Before diving into how high cholesterol is acquired, let us first discuss the importance of cholesterol in the body.
What is Cholesterol?
When you hear the word cholesterol, you assume that it connotes something unhealthy. In truth, however, cholesterol is responsible for building healthy cell tissues and certain hormones, making it essential to the body.
Cholesterol may come from your liver or from the food you eat, such as eggs, meats, and dairy.
Types of Cholesterol
Cholesterol is attached to the protein that is carried in the blood. The combination of cholesterol and protein is called a lipoprotein. There are two types of cholesterol based on their lipoproteins.
- Low-density lipoprotein (LDL) or bad cholesterol. LDL delivers cholesterol particles into the body. However, LDL tends to build up in the walls of the arteries slowing down blood circulation.
- High-density lipoprotein (HDL) good cholesterol. HDL carries excess cholesterol back to the liver.
Factors like an unhealthy diet, lack of physical activity, and obesity can increase the level of LDL in the body. As LDL continues to multiply, there is a higher risk of acquiring high cholesterol and a decrease in HDL.
When LDL grows in number, it will start to form a “plaque” on the walls of the arteries, restricting blood flow. This occurrence might put you at risk of severe complications of high cholesterol, such as stroke and heart disease.
Fatty deposits can build up in your blood vessels when you have high cholesterol. When these deposits pile up, it slows down the blood flow in the arteries.
High cholesterol is most often caused by unhealthy lifestyle choices such as overeating, poor diet, and inactivity. Changing your bad habits can make your condition reversible and treatable.
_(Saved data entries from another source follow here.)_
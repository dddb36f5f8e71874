//! ct_core: Core contest types, scoring parameters, and exact rounding.
//!
//! This crate is **I/O-free**. It defines the stable types used across the
//! engine (`ct_algo`, `ct_pipeline`, `ct_io`, `ct_report`, `ct_cli`).
//!
//! - Closed domains: `Subject` (N, C, M, S), `Level` (Middle, High)
//! - `Score` (ordered by value; negative means "no attempt")
//! - `Test` = subject + grade, wire shape `"N8"`
//! - `SchoolName` (identity key for schools)
//! - `Student` and the `Scored` capability
//! - Scoring `Params` (team size, top-grade cap)
//! - Integer-first ratio + half-away-from-zero rounding
//!
//! Serialization derives are gated behind the `serde` feature.

#![cfg_attr(not(feature = "std"), no_std)]

extern crate alloc;

pub mod domain;
pub mod entities;
pub mod ids;
pub mod variables;

pub use domain::{Grade, Level, Score, Subject, MAX_GRADE, MIN_GRADE};
pub use entities::{Scored, Student};
pub use ids::{SchoolName, Test};
pub use variables::Params;

pub mod errors {
    use core::fmt;

    /// Minimal error set for core-domain validation & parsing.
    #[derive(Clone, Copy, Debug, Eq, PartialEq)]
    pub enum CoreError {
        InvalidSubject,
        InvalidLevel,
        InvalidTest,
        GradeOutOfRange(u8),
        InvalidSchoolName,
        InvalidRatio,
    }

    impl fmt::Display for CoreError {
        fn fmt(&self, f: &mut fmt::Formatter<'_>) -> fmt::Result {
            match self {
                CoreError::InvalidSubject => write!(f, "invalid subject"),
                CoreError::InvalidLevel => write!(f, "invalid level"),
                CoreError::InvalidTest => write!(f, "invalid test"),
                CoreError::GradeOutOfRange(g) => write!(f, "grade out of range: {g}"),
                CoreError::InvalidSchoolName => write!(f, "invalid school name"),
                CoreError::InvalidRatio => write!(f, "invalid ratio"),
            }
        }
    }

    #[cfg(feature = "std")]
    impl std::error::Error for CoreError {}
}

pub mod rounding {
    //! Integer-first ratio type and rounding helpers.

    use crate::errors::CoreError;

    /// Exact ratio with normalized sign and positive denominator.
    #[derive(Clone, Copy, Debug, Eq, PartialEq)]
    #[cfg_attr(feature = "serde", derive(serde::Serialize, serde::Deserialize))]
    pub struct Ratio {
        pub num: i128,
        pub den: i128,
    }

    #[inline]
    fn abs_i128(x: i128) -> i128 { if x < 0 { -x } else { x } }

    fn gcd_i128(mut a: i128, mut b: i128) -> i128 {
        a = abs_i128(a);
        b = abs_i128(b);
        while b != 0 {
            let r = a % b;
            a = b;
            b = r;
        }
        if a == 0 { 1 } else { a }
    }

    /// Construct a ratio, ensuring `den > 0` and reducing by GCD.
    pub fn new_ratio_checked(num: i128, den: i128) -> Result<Ratio, CoreError> {
        if den == 0 { return Err(CoreError::InvalidRatio); }
        let (mut n, mut d) = (num, den);
        if d < 0 {
            n = -n;
            d = -d;
        }
        let g = gcd_i128(n, d);
        Ok(Ratio { num: n / g, den: d / g })
    }

    /// Round to the nearest integer; exact halves go away from zero.
    ///
    /// Expects a normalized ratio (`den > 0`), as produced by `new_ratio_checked`.
    pub fn round_half_away_from_zero(r: &Ratio) -> i128 {
        let q = r.num / r.den;
        let rem = abs_i128(r.num % r.den);
        if rem * 2 >= r.den {
            if r.num < 0 { q - 1 } else { q + 1 }
        } else {
            q
        }
    }

}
You may also acquire high cholesterol from genetics. If your family has a history of stroke, heart attack, and other vascular diseases, you may be more prone to having high cholesterol. Fortunately, even with a family history, there are numerous ways to manage your condition.
You may choose to make better lifestyle choices and avoid habits that increase your risk of acquiring high cholesterol. This includes not smoking, avoiding fatty, unhealthy fast-food or processed meats, exercising regularly, and reducing stress. Regardless of condition, a healthier lifestyle can greatly benefit your health. Healthy living can cure or alleviate certain symptoms and prevent the development or worsening of certain health problems. In addition, maintaining a healthy lifestyle will lessen your chances of dealing with the complications of high cholesterol.